MATERIAL TO PROCESS:
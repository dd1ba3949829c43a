//! SQLite schema for the scoring database.
//!
//! Three relations: scoring candidates (`targets`), bulk submissions to the
//! inference provider (`batch_jobs`), and the latest enrichment per target
//! (`scores`). Created if absent, validated if present, never destructively
//! migrated.

use crate::sqlite_persistence::{Column, Schema, SqlType, Table};

const TARGETS_TABLE: Table = Table {
    name: "targets",
    columns: &[
        Column::new("id", SqlType::Text).primary_key(),
        Column::new("name", SqlType::Text).non_null(),
        Column::new("address", SqlType::Text).non_null(),
        Column::new("city", SqlType::Text),
        Column::new("zip_code", SqlType::Text),
        Column::new("created_at", SqlType::Text).non_null(),
    ],
    indices: &[("idx_targets_city", "city")],
};

/// `target_ids` is the ordered id list serialized as a JSON array. Fine at
/// this scale; a higher-cardinality system would normalize it into a join
/// table.
const BATCH_JOBS_TABLE: Table = Table {
    name: "batch_jobs",
    columns: &[
        Column::new("batch_id", SqlType::Text).primary_key(),
        Column::new("status", SqlType::Text).non_null(),
        Column::new("target_ids", SqlType::Text).non_null(),
        Column::new("target_count", SqlType::Integer).non_null(),
        Column::new("created_at", SqlType::Text).non_null(),
        Column::new("completed_at", SqlType::Text),
        Column::new("output_file_id", SqlType::Text),
        Column::new("success_count", SqlType::Integer).non_null().default("0"),
        Column::new("error_count", SqlType::Integer).non_null().default("0"),
        Column::new("total_tokens", SqlType::Integer).non_null().default("0"),
        Column::new("cost_estimate", SqlType::Real).non_null().default("0.0"),
    ],
    indices: &[
        ("idx_batch_jobs_status", "status"),
        ("idx_batch_jobs_created_at", "created_at DESC"),
    ],
};

/// At most one live row per target; upserts replace the row wholesale.
const SCORES_TABLE: Table = Table {
    name: "scores",
    columns: &[
        Column::new("target_id", SqlType::Text)
            .primary_key()
            .references("targets", "id"),
        Column::new("decoration", SqlType::Integer).non_null(),
        Column::new("coffee", SqlType::Integer).non_null(),
        Column::new("study_suitable", SqlType::Integer).non_null(),
        Column::new("parking", SqlType::Text).non_null(),
        Column::new("evidence", SqlType::Text).non_null(),
        Column::new("sources", SqlType::Text).non_null(),
        Column::new("model", SqlType::Text).non_null(),
        Column::new("batch_id", SqlType::Text)
            .non_null()
            .references("batch_jobs", "batch_id"),
        Column::new("updated_at", SqlType::Text).non_null(),
    ],
    indices: &[("idx_scores_updated_at", "updated_at")],
};

pub const SCORING_SCHEMA: Schema = Schema {
    version: 1,
    tables: &[TARGETS_TABLE, BATCH_JOBS_TABLE, SCORES_TABLE],
};
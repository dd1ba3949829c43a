pub mod config;
pub mod provider;
pub mod scoring;
pub mod seed;
pub mod server;
pub mod sqlite_persistence;
pub mod store;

REQUIREMENT: Please tally the lines of the material that contain the word "indices", then give the total alone.

WORKED SOLUTION: 3